## Collected data:
- - - - - - -

/// A terminal job only accepts the detail snapshot that completes it.
fn complete_terminal(existing: &Job, patch: &JobPatch) -> Result<Job, UpsertOutcome> {
    let detail = match &patch.detail {
        Some(detail) if !existing.detail_loaded && patch.status == existing.status => detail,
        _ => return Err(UpsertOutcome::Frozen),
    };

    let mut job = existing.clone();
    match job.status {
        JobStatus::Success => job.functions.clone_from(&detail.functions),
        JobStatus::Failed => job.error_message.clone_from(&detail.error_message),
        _ => {}
    }
    if detail.source.is_some() {
        job.source.clone_from(&detail.source);
    }
    fold_progress(&mut job, patch);
    job.detail_loaded = true;
    Ok(job)
}

/// Counters only grow, but processed never exceeds a known total.
/// Server creation times replace a locally seeded one.
fn fold_progress(job: &mut Job, patch: &JobPatch) {
    job.total_functions = job.total_functions.max(patch.total_functions);
    job.processed_functions = job.processed_functions.max(patch.processed_functions);
    if job.total_functions > 0 {
        job.processed_functions = job.processed_functions.min(job.total_functions);
    }
    job.updated_at = job.updated_at.max(patch.updated_at);
    job.created_at = match patch.origin {
        PatchOrigin::Local => job.created_at.or(patch.created_at),
        _ => patch.created_at.or(job.created_at),
    };
}

#[cfg(test)]
mod tests {
    use chrono::{Duration, TimeZone, Utc};

    use super::*;
    use crate::job::FunctionResult;
    use crate::snapshot::{JobDetail, JobSummary};
    use crate::types::Timestamp;
    use crate::update::UpdateEvent;

    fn at(secs: i64) -> Timestamp {
        Utc.with_ymd_and_hms(2024, 5, 1, 10, 0, 0).unwrap() + Duration::seconds(secs)
    }

    fn push(status: JobStatus, processed: u32, total: u32, secs: i64) -> JobPatch {
        UpdateEvent {
            job_id: "j1".into(),
            status,
            total_functions: total,
            processed_functions: processed,
            updated_at: at(secs),
        }
        .into()
    }

    fn detail(status: JobStatus, functions: &[&str], error: Option<&str>, secs: i64) -> JobPatch {
        JobDetail {
            id: "j1".into(),
            code: Some("int f(void) { return 1; }".into()),
            status,
            created_at: Some(at(0)),
            updated_at: Some(at(secs)),
            total_functions: functions.len() as u32,
            processed_functions: functions.len() as u32,
            functions: functions
                .iter()
                .map(|name| FunctionResult {
                    name: (*name).into(),
                    diagram_source: format!("flowchart TD\n  A[{name}]"),
                    analysis: None,
                })
                .collect(),
            error_message: error.map(Into::into),
        }
        .into()
    }

    fn summary(status: JobStatus, processed: u32, total: u32) -> JobPatch {
        JobSummary {
            id: "j1".into(),
            status,
            created_at: Some(at(0)),
            updated_at: None,
            total_functions: total,
            processed_functions: processed,
        }
        .into()
    }

    #[test]
    fn first_sighting_inserts() {
        let mut store = JobStore::new();
        assert_eq!(store.upsert(push(JobStatus::Queued, 0, 0, 1)), UpsertOutcome::Inserted);
        assert_eq!(store.list().count(), 1);
        assert_eq!(store.get("j1").unwrap().status, JobStatus::Queued);
    }

    #[test]
    fn applying_same_event_twice_is_idempotent() {
        let mut store = JobStore::new();
        store.upsert(push(JobStatus::InProgress, 1, 2, 5));
        let once = store.get("j1").cloned();

        assert_eq!(store.upsert(push(JobStatus::InProgress, 1, 2, 5)), UpsertOutcome::Unchanged);
        assert_eq!(store.get("j1").cloned(), once);
    }

    #[test]
    fn out_of_order_events_keep_latest() {
        let mut store = JobStore::new();
        store.upsert(push(JobStatus::InProgress, 2, 3, 20));
        assert_eq!(store.upsert(push(JobStatus::InProgress, 1, 3, 10)), UpsertOutcome::Stale);

        let job = store.get("j1").unwrap();
        assert_eq!(job.processed_functions, 2);
        assert_eq!(job.updated_at, Some(at(20)));
    }

    #[test]
    fn status_never_regresses_even_with_newer_timestamp() {
        let mut store = JobStore::new();
        store.upsert(push(JobStatus::InProgress, 1, 3, 10));
        assert_eq!(store.upsert(push(JobStatus::Queued, 0, 0, 30)), UpsertOutcome::Stale);
        assert_eq!(store.get("j1").unwrap().status, JobStatus::InProgress);
    }

    #[test]
    fn terminal_wins_over_non_terminal_at_equal_timestamp() {
        let mut store = JobStore::new();
        store.upsert(push(JobStatus::InProgress, 2, 2, 10));
        assert_eq!(store.upsert(push(JobStatus::Success, 2, 2, 10)), UpsertOutcome::Applied);
        assert_eq!(store.get("j1").unwrap().status, JobStatus::Success);
    }

    #[test]
    fn terminal_job_is_frozen_against_push() {
        let mut store = JobStore::new();
        store.upsert(push(JobStatus::Failed, 0, 0, 10));
        assert_eq!(store.upsert(push(JobStatus::Success, 2, 2, 20)), UpsertOutcome::Frozen);
        assert_eq!(store.upsert(push(JobStatus::Failed, 0, 0, 10)), UpsertOutcome::Frozen);
        assert_eq!(store.get("j1").unwrap().status, JobStatus::Failed);
    }

    #[test]
    fn detail_completes_terminal_job_exactly_once() {
        let mut store = JobStore::new();
        store.upsert(push(JobStatus::Success, 2, 2, 10));
        assert!(store.get("j1").unwrap().functions.is_empty());

        assert_eq!(
            store.upsert(detail(JobStatus::Success, &["a", "b"], None, 10)),
            UpsertOutcome::Applied
        );
        let job = store.get("j1").unwrap();
        assert_eq!(job.functions.len(), 2);
        assert!(job.detail_loaded);
        assert!(job.source.is_some());

        assert_eq!(
            store.upsert(detail(JobStatus::Success, &["c"], None, 30)),
            UpsertOutcome::Frozen
        );
        assert_eq!(store.get("j1").unwrap().functions.len(), 2);
    }

    #[test]
    fn detail_with_other_terminal_status_is_refused() {
        let mut store = JobStore::new();
        store.upsert(push(JobStatus::Success, 1, 1, 10));
        assert_eq!(
            store.upsert(detail(JobStatus::Failed, &[], Some("boom"), 20)),
            UpsertOutcome::Frozen
        );
        assert!(store.get("j1").unwrap().error_message.is_none());
    }

    #[test]
    fn failed_detail_carries_error_message_only() {
        let mut store = JobStore::new();
        store.upsert(push(JobStatus::InProgress, 0, 0, 1));
        store.upsert(detail(JobStatus::Failed, &["ignored"], Some("parse error"), 5));

        let job = store.get("j1").unwrap();
        assert_eq!(job.status, JobStatus::Failed);
        assert_eq!(job.error_message.as_deref(), Some("parse error"));
        assert!(job.functions.is_empty());
    }

    #[test]
    fn functions_attach_only_on_success() {
        let mut store = JobStore::new();
        store.upsert(detail(JobStatus::InProgress, &["a"], None, 1));
        assert!(store.get("j1").unwrap().functions.is_empty());
    }

    #[test]
    fn summary_without_timestamp_applies_only_when_advancing() {
        let mut store = JobStore::new();
        store.upsert(push(JobStatus::InProgress, 2, 4, 10));

        assert_eq!(store.upsert(summary(JobStatus::InProgress, 1, 4)), UpsertOutcome::Stale);
        assert_eq!(store.upsert(summary(JobStatus::InProgress, 3, 4)), UpsertOutcome::Applied);

        let job = store.get("j1").unwrap();
        assert_eq!(job.processed_functions, 3);
        assert_eq!(job.updated_at, Some(at(10)));
    }

    #[test]
    fn local_seed_does_not_shadow_server_timestamps() {
        let mut store = JobStore::new();
        store.upsert(JobPatch::seed("j1", JobStatus::Queued, Utc::now()));
        assert_eq!(store.upsert(push(JobStatus::InProgress, 0, 2, 1)), UpsertOutcome::Applied);
        assert!(store.get("j1").unwrap().created_at.is_some());
    }

    #[test]
    fn invalid_patch_is_rejected_without_change() {
        let mut store = JobStore::new();
        assert_eq!(store.upsert(push(JobStatus::InProgress, 5, 2, 1)), UpsertOutcome::Rejected);
        assert_eq!(store.list().count(), 0);
    }

    #[test]
    fn accepted_sequence_is_monotonic() {
        let mut store = JobStore::new();
        let sequence = [
            push(JobStatus::Queued, 0, 0, 1),
            push(JobStatus::InProgress, 1, 3, 4),
            push(JobStatus::InProgress, 0, 3, 2),
            summary(JobStatus::Queued, 0, 0),
            push(JobStatus::InProgress, 3, 3, 6),
            push(JobStatus::InProgress, 2, 3, 5),
            push(JobStatus::Success, 3, 3, 7),
            push(JobStatus::Failed, 3, 3, 9),
        ];

        let mut last_rank = 0;
        let mut last_ts = None;
        for patch in sequence {
            store.upsert(patch);
            let job = store.get("j1").unwrap();
            assert!(job.status.rank() >= last_rank);
            assert!(job.updated_at >= last_ts);
            last_rank = job.status.rank();
            last_ts = job.updated_at;
        }
        assert_eq!(store.get("j1").unwrap().status, JobStatus::Success);
    }

    #[tokio::test]
    async fn notifies_only_on_change() {
        let mut store = JobStore::new();
        let mut rx = store.subscribe();

        store.upsert(push(JobStatus::InProgress, 0, 2, 1));
        store.upsert(push(JobStatus::InProgress, 0, 2, 1));
        store.upsert(push(JobStatus::Queued, 0, 0, 0));
        store.upsert(push(JobStatus::Success, 2, 2, 3));

        let first = rx.recv().await.unwrap();
        assert!(first.previous.is_none());
        let second = rx.recv().await.unwrap();
        assert!(!second.previous.unwrap().is_terminal());
        assert!(second.current.is_terminal());
        assert!(rx.try_recv().is_err());
    }

    #[test]
    fn list_preserves_first_seen_order() {
        let mut store = JobStore::new();
        for id in ["c", "a", "b"] {
            store.upsert(JobPatch::seed(id, JobStatus::Queued, Utc::now()));
        }
        let ids: Vec<_> = store.list().map(|j| j.id.as_str()).collect();
        assert_eq!(ids, ["c", "a", "b"]);
    }

    #[test]
    fn server_creation_time_replaces_local_seed() {
        let mut store = JobStore::new();
        let local = at(30);
        store.upsert(JobPatch::seed("j1", JobStatus::Queued, local));
        assert_eq!(store.get("j1").unwrap().created_at, Some(local));

        assert_eq!(store.upsert(summary(JobStatus::InProgress, 0, 2)), UpsertOutcome::Applied);
        assert_eq!(store.get("j1").unwrap().created_at, Some(at(0)));

        // A later seed never overrides the server's value.
        store.upsert(JobPatch::seed("j1", JobStatus::InProgress, at(60)));
        assert_eq!(store.get("j1").unwrap().created_at, Some(at(0)));
    }

    #[test]
    fn processed_is_clamped_once_total_is_known() {
        let mut store = JobStore::new();
        assert_eq!(store.upsert(push(JobStatus::InProgress, 5, 0, 1)), UpsertOutcome::Inserted);
        assert_eq!(store.upsert(push(JobStatus::InProgress, 1, 3, 2)), UpsertOutcome::Applied);

        let job = store.get("j1").unwrap();
        assert_eq!((job.processed_functions, job.total_functions), (3, 3));
        assert_eq!(job.progress_percent(), 100);
    }
}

- - - - - - -

## THE PROBLEM:
When a line of the records above contains the string "UpdateEvent", count it once; then give the total and nothing else.

## ANSWER TO THE EXERCISE:
2